GIALLO DEL TERGOLA: LA FIAT NON NUOVA AL CRIMINE
Proseguono le indagini sull’esecuzione di Ferdinant Hoti, l’uomo freddato con un colpo di pistola ravvicinato. Il corpo senza vita è stato trovato all’interno della fiat Bravo ripescata martedì nel Tergola all’altezza della rotatoria di Torre di Burri a San Giorgio delle Pertiche. Per avere ulteriori elementi sul decesso si attende l’esito dell’autopsia in programma sabato, ma intanto le indagini cercano di ricostruire le ultime ore della vittima che sembra avesse precedenti con la giustizia per reati di droga. La pista di un regolamento di conti nell’ambiente dello spaccio resta quella privilegiata.

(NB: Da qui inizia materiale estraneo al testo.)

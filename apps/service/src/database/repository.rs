use anyhow::{Result, anyhow};
use async_trait::async_trait;
use chrono::Utc;
use libsql::{Row, params};
use uuid::Uuid;

use super::models::{Owner, i64_to_timestamp, timestamp_to_i64};
use crate::monitoring::types::{Target, TargetStatus};
use crate::pool::{LibsqlManager, LibsqlPool};

/// Read/write contract the monitoring engine needs from persistence
///
/// Implementations must be safe to call from many workers at once; the engine
/// holds no locks of its own around these calls.
#[async_trait]
pub trait TargetStore: Send + Sync {
    /// Every registered target, in no particular order
    async fn list_all(&self) -> Result<Vec<Target>>;

    /// Targets registered by one owner, newest first
    async fn list_by_owner(&self, owner_id: Uuid) -> Result<Vec<Target>>;

    /// Current stored state of one target
    async fn read_one(&self, id: Uuid) -> Result<Option<Target>>;

    /// Record a fresh status and stamp the last-checked time
    async fn write_status(&self, id: Uuid, status: TargetStatus) -> Result<()>;
}

/// Lookup used by notifiers to find where an owner wants alerts
#[async_trait]
pub trait OwnerStore: Send + Sync {
    async fn get_owner(&self, id: Uuid) -> Result<Option<Owner>>;
}

const TARGET_COLUMNS: &str = "id, url, owner_id, last_status, last_checked, created_at";

/// LibSQL database implementation
pub struct DatabaseImpl {
    pool: LibsqlPool,
}

impl DatabaseImpl {
    pub fn new_from_pool(pool: LibsqlPool) -> Self {
        Self { pool }
    }

    async fn get_conn(&self) -> Result<deadpool::managed::Object<LibsqlManager>> {
        self.pool.get().await.map_err(|e| anyhow!("database pool checkout failed: {e}"))
    }

    async fn query_targets(&self, sql: &str, params: impl libsql::params::IntoParams + Send) -> Result<Vec<Target>> {
        let conn = self.get_conn().await?;
        let mut rows = conn.query(sql, params).await?;
        let mut targets = Vec::new();

        while let Some(row) = rows.next().await? {
            targets.push(target_from_row(&row)?);
        }

        Ok(targets)
    }

    /// Register an owner
    pub async fn create_owner(&self, owner: &Owner) -> Result<()> {
        let conn = self.get_conn().await?;
        conn.execute(
            "INSERT INTO owners (id, username, telegram_chat_id, created_at) VALUES (?, ?, ?, ?)",
            params![
                owner.id.to_string(),
                owner.username.clone(),
                owner.telegram_chat_id,
                timestamp_to_i64(owner.created_at)
            ],
        )
        .await?;
        Ok(())
    }

    /// Link or unlink the chat an owner receives alerts in
    pub async fn link_telegram_chat(&self, owner_id: Uuid, chat_id: Option<i64>) -> Result<()> {
        let conn = self.get_conn().await?;
        let changed = conn
            .execute(
                "UPDATE owners SET telegram_chat_id = ? WHERE id = ?",
                params![chat_id, owner_id.to_string()],
            )
            .await?;

        if changed == 0 {
            return Err(anyhow!("owner {owner_id} not found"));
        }
        Ok(())
    }

    /// Register a target; its stored status starts as whatever the value holds
    pub async fn create_target(&self, target: &Target) -> Result<()> {
        let conn = self.get_conn().await?;
        conn.execute(
            "INSERT INTO targets (id, url, owner_id, last_status, last_checked, created_at) VALUES (?, ?, ?, ?, ?, ?)",
            params![
                target.id.to_string(),
                target.url.clone(),
                target.owner_id.to_string(),
                target.status.as_str(),
                target.last_checked.map(timestamp_to_i64),
                timestamp_to_i64(target.created_at)
            ],
        )
        .await?;
        Ok(())
    }

    /// Delete a target if it belongs to `owner_id`; returns whether a row went away
    pub async fn delete_target(&self, id: Uuid, owner_id: Uuid) -> Result<bool> {
        let conn = self.get_conn().await?;
        let deleted = conn
            .execute(
                "DELETE FROM targets WHERE id = ? AND owner_id = ?",
                params![id.to_string(), owner_id.to_string()],
            )
            .await?;
        Ok(deleted > 0)
    }
}

fn target_from_row(row: &Row) -> Result<Target> {
    let id: String = row.get(0)?;
    let owner_id: String = row.get(2)?;
    let status: String = row.get(3)?;
    let last_checked: Option<i64> = row.get(4)?;
    let created_at: i64 = row.get(5)?;

    Ok(Target {
        id: Uuid::parse_str(&id)?,
        url: row.get(1)?,
        owner_id: Uuid::parse_str(&owner_id)?,
        status: status.parse()?,
        last_checked: last_checked.map(i64_to_timestamp),
        created_at: i64_to_timestamp(created_at),
    })
}

#[async_trait]
impl TargetStore for DatabaseImpl {
    async fn list_all(&self) -> Result<Vec<Target>> {
        self.query_targets(&format!("SELECT {TARGET_COLUMNS} FROM targets"), ()).await
    }

    async fn list_by_owner(&self, owner_id: Uuid) -> Result<Vec<Target>> {
        self.query_targets(
            &format!("SELECT {TARGET_COLUMNS} FROM targets WHERE owner_id = ? ORDER BY created_at DESC"),
            params![owner_id.to_string()],
        )
        .await
    }

    async fn read_one(&self, id: Uuid) -> Result<Option<Target>> {
        let mut targets = self
            .query_targets(
                &format!("SELECT {TARGET_COLUMNS} FROM targets WHERE id = ?"),
                params![id.to_string()],
            )
            .await?;
        Ok(targets.pop())
    }

    async fn write_status(&self, id: Uuid, status: TargetStatus) -> Result<()> {
        let conn = self.get_conn().await?;
        let changed = conn
            .execute(
                "UPDATE targets SET last_status = ?, last_checked = ? WHERE id = ?",
                params![status.as_str(), Utc::now().timestamp(), id.to_string()],
            )
            .await?;

        if changed == 0 {
            return Err(anyhow!("target {id} not found"));
        }
        Ok(())
    }
}

#[async_trait]
impl OwnerStore for DatabaseImpl {
    async fn get_owner(&self, id: Uuid) -> Result<Option<Owner>> {
        let conn = self.get_conn().await?;
        let mut rows = conn
            .query(
                "SELECT id, username, telegram_chat_id, created_at FROM owners WHERE id = ?",
                params![id.to_string()],
            )
            .await?;

        if let Some(row) = rows.next().await? {
            let owner_id: String = row.get(0)?;
            let created_at: i64 = row.get(3)?;

            Ok(Some(Owner {
                id: Uuid::parse_str(&owner_id)?,
                username: row.get(1)?,
                telegram_chat_id: row.get(2)?,
                created_at: i64_to_timestamp(created_at),
            }))
        } else {
            Ok(None)
        }
    }
}
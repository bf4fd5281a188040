use actix_web::{HttpResponse, Responder, get};

macros_utils::routes! {
    route health_route,
}

/// Health check route
/// This route returns no content, the response status is enough.
#[get("/")]
pub async fn health_route() -> impl Responder {
    HttpResponse::Ok()
}
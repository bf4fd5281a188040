use std::path::PathBuf;

use anyhow::Result;
use clap::Parser;
use tokio_util::sync::CancellationToken;
use tracing::info;

use sitewatch_service::config::Config;
use sitewatch_service::orchestrator::{Orchestrator, shutdown_signal};

/// Headless uptime monitor: sweeps every registered target on a fixed interval
#[derive(Debug, Parser)]
#[command(version, about)]
struct Args {
    /// Config file path (defaults to $XDG_CONFIG_HOME/sitewatch/config.toml)
    #[arg(short, long)]
    config: Option<PathBuf>,
}

#[tokio::main]
async fn main() -> Result<()> {
    logger::init_tracing();

    let args = Args::parse();
    let config = Config::load(args.config.as_deref())?;
    println!("{config}");

    let orchestrator = Orchestrator::new(config).await?;
    let cancel = CancellationToken::new();
    let scheduler = orchestrator.start(cancel.clone());

    shutdown_signal().await;
    info!("Shutting down");
    cancel.cancel();
    scheduler.await?;

    Ok(())
}
use std::time::Duration;

use thiserror::Error;

/// Why a probe classified its target as down
#[derive(Debug, Clone, PartialEq, Eq, Error)]
pub enum ProbeError {
    #[error("no response within {0:?}")]
    Timeout(Duration),
    #[error("request failed: {0}")]
    Transport(String),
    #[error("unexpected status code {0}")]
    UnexpectedStatus(u16),
    #[error("invalid url: {0}")]
    InvalidUrl(String),
}

impl ProbeError {
    /// Map a reqwest failure onto the probe taxonomy
    pub fn from_request(error: &reqwest::Error, timeout: Duration) -> Self {
        if error.is_timeout() {
            ProbeError::Timeout(timeout)
        } else if error.is_builder() {
            ProbeError::InvalidUrl(error.to_string())
        } else {
            ProbeError::Transport(error.to_string())
        }
    }

    pub fn is_timeout(&self) -> bool {
        matches!(self, ProbeError::Timeout(_))
    }
}
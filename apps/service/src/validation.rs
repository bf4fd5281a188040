use thiserror::Error;
use url::Url;

/// Longest sweep interval accepted from configuration
pub const MAX_INTERVAL_SECONDS: u64 = 86_400;

#[derive(Debug, Clone, PartialEq, Eq, Error)]
pub enum ValidationError {
    #[error("target cannot be empty")]
    Empty,
    #[error("URL must include scheme (http:// or https://)")]
    MissingScheme,
    #[error("invalid scheme '{0}', must be http or https")]
    UnsupportedScheme(String),
    #[error("URL must have a valid host")]
    MissingHost,
    #[error("invalid URL: {0}")]
    Malformed(String),
    #[error("{field} must be at least 1")]
    Zero { field: &'static str },
    #[error("{field} too long (max {max} seconds)")]
    TooLong { field: &'static str, max: u64 },
}

/// Validate an HTTP/HTTPS target URL and return it parsed
pub fn validate_http_endpoint(target: &str) -> Result<Url, ValidationError> {
    if target.trim().is_empty() {
        return Err(ValidationError::Empty);
    }

    match Url::parse(target) {
        Ok(url) => {
            let scheme = url.scheme();
            if scheme != "http" && scheme != "https" {
                return Err(ValidationError::UnsupportedScheme(scheme.to_string()));
            }

            if url.host_str().is_none_or(str::is_empty) {
                return Err(ValidationError::MissingHost);
            }

            Ok(url)
        }
        Err(e) => {
            // Bare hostnames are the common mistake
            if !target.contains("://") {
                Err(ValidationError::MissingScheme)
            } else {
                Err(ValidationError::Malformed(e.to_string()))
            }
        }
    }
}

/// Validate a sweep interval in seconds
pub fn validate_interval(field: &'static str, interval: u64) -> Result<(), ValidationError> {
    if interval == 0 {
        return Err(ValidationError::Zero { field });
    }

    if interval > MAX_INTERVAL_SECONDS {
        return Err(ValidationError::TooLong { field, max: MAX_INTERVAL_SECONDS });
    }

    Ok(())
}

/// Validate a concurrency limit or timeout that must be non-zero
pub fn validate_positive(field: &'static str, value: u64) -> Result<(), ValidationError> {
    if value == 0 { Err(ValidationError::Zero { field }) } else { Ok(()) }
}
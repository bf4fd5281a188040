use std::future::Future;
use std::sync::Arc;

use tokio::sync::{Mutex, Semaphore, mpsc};
use tokio::task::JoinSet;
use tokio_util::sync::CancellationToken;
use tracing::{debug, error};

/// How a [`BoundedExecutor`] caps parallelism
#[derive(Debug, Clone, Copy, PartialEq, Eq)]
pub enum Concurrency {
    /// A fixed set of workers draining a queue that is closed once filled
    WorkerPool(usize),
    /// One task per item, each holding one of a fixed number of permits
    Permits(usize),
}

/// Runs a batch of async tasks with at most `limit()` in flight
///
/// Both shapes stop starting new items once `cancel` fires; items already
/// running are left to finish.
#[derive(Debug, Clone, Copy)]
pub struct BoundedExecutor {
    concurrency: Concurrency,
}

impl BoundedExecutor {
    pub fn worker_pool(workers: usize) -> Self {
        Self { concurrency: Concurrency::WorkerPool(workers.max(1)) }
    }

    pub fn permits(max_in_flight: usize) -> Self {
        Self { concurrency: Concurrency::Permits(max_in_flight.max(1)) }
    }

    pub fn concurrency(&self) -> Concurrency {
        self.concurrency
    }

    pub fn limit(&self) -> usize {
        match self.concurrency {
            Concurrency::WorkerPool(n) | Concurrency::Permits(n) => n,
        }
    }

    /// Run `task` over every item and collect the outputs of those that ran
    ///
    /// Output order follows completion, not input order.
    pub async fn run<T, O, F, Fut>(&self, items: Vec<T>, cancel: &CancellationToken, task: F) -> Vec<O>
    where
        T: Send + 'static,
        O: Send + 'static,
        F: Fn(T) -> Fut + Send + Sync + 'static,
        Fut: Future<Output = O> + Send + 'static,
    {
        if items.is_empty() {
            return Vec::new();
        }

        let task = Arc::new(task);
        match self.concurrency {
            Concurrency::WorkerPool(workers) => run_worker_pool(items, workers, cancel, task).await,
            Concurrency::Permits(permits) => run_with_permits(items, permits, cancel, task).await,
        }
    }
}

async fn run_worker_pool<T, O, F, Fut>(
    items: Vec<T>,
    workers: usize,
    cancel: &CancellationToken,
    task: Arc<F>,
) -> Vec<O>
where
    T: Send + 'static,
    O: Send + 'static,
    F: Fn(T) -> Fut + Send + Sync + 'static,
    Fut: Future<Output = O> + Send + 'static,
{
    let workers = workers.min(items.len());
    let (tx, rx) = mpsc::channel(items.len());
    for item in items {
        if tx.send(item).await.is_err() {
            break;
        }
    }
    // Closing the queue lets idle workers exit once it drains
    drop(tx);

    debug!("Starting {} workers", workers);

    let queue = Arc::new(Mutex::new(rx));
    let mut set = JoinSet::new();

    for worker_id in 1..=workers {
        let queue = Arc::clone(&queue);
        let cancel = cancel.clone();
        let task = Arc::clone(&task);

        set.spawn(async move {
            let mut outputs = Vec::new();
            loop {
                if cancel.is_cancelled() {
                    debug!("Worker {} stopping: run cancelled", worker_id);
                    break;
                }

                let next = queue.lock().await.recv().await;
                let Some(item) = next else { break };
                outputs.push(task(item).await);
            }
            outputs
        });
    }

    let mut outputs = Vec::new();
    while let Some(joined) = set.join_next().await {
        match joined {
            Ok(batch) => outputs.extend(batch),
            Err(e) => error!("Worker task failed: {}", e),
        }
    }
    outputs
}

async fn run_with_permits<T, O, F, Fut>(
    items: Vec<T>,
    permits: usize,
    cancel: &CancellationToken,
    task: Arc<F>,
) -> Vec<O>
where
    T: Send + 'static,
    O: Send + 'static,
    F: Fn(T) -> Fut + Send + Sync + 'static,
    Fut: Future<Output = O> + Send + 'static,
{
    let semaphore = Arc::new(Semaphore::new(permits));
    let mut set = JoinSet::new();

    for item in items {
        let semaphore = Arc::clone(&semaphore);
        let cancel = cancel.clone();
        let task = Arc::clone(&task);

        set.spawn(async move {
            let permit = tokio::select! {
                biased;
                _ = cancel.cancelled() => return None,
                permit = semaphore.acquire_owned() => permit.ok()?,
            };
            let output = task(item).await;
            drop(permit);
            Some(output)
        });
    }

    let mut outputs = Vec::new();
    while let Some(joined) = set.join_next().await {
        match joined {
            Ok(Some(output)) => outputs.push(output),
            Ok(None) => {}
            Err(e) => error!("Permit task failed: {}", e),
        }
    }
    outputs
}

Ma uno degli elementi al centro dell’inchiesta è la fiat Bravo trovata senza targhe nel fiume con il cadavere nascosto al suo interno. L’auto risulta intestata a un italiano residente a Mirano che non ha denunciato il furto e sarebbe già comparsa negli accertamenti per un tentato omicidio nel quale un 25enne, anche lui cittadino albanese come Hoti, fu ferito con un colpo di pistola. L’uomo, dopo essersi salvato, ha fatto perdere le sue tracce. A sparare nella notte tra il 30 giugno e il primo luglio fu un uomo sceso da una macchina scura. Per quella sparatoria altri due albanesi sono finiti in carcere, un terzo indagato è rimasto a piede libero.
Cosa lega Hoti a quella sparatoria e alle persone coinvolte? Questa resta la domanda a cui gli inquirenti stanno cercando di dare una risposta. Il faro delle indagini si sposta quindi verso il veneziano, e i traffici nella zona del miranese.
San Giorgio delle Pertiche sembra essere stata, suo malgrado, solo un luogo collaterale.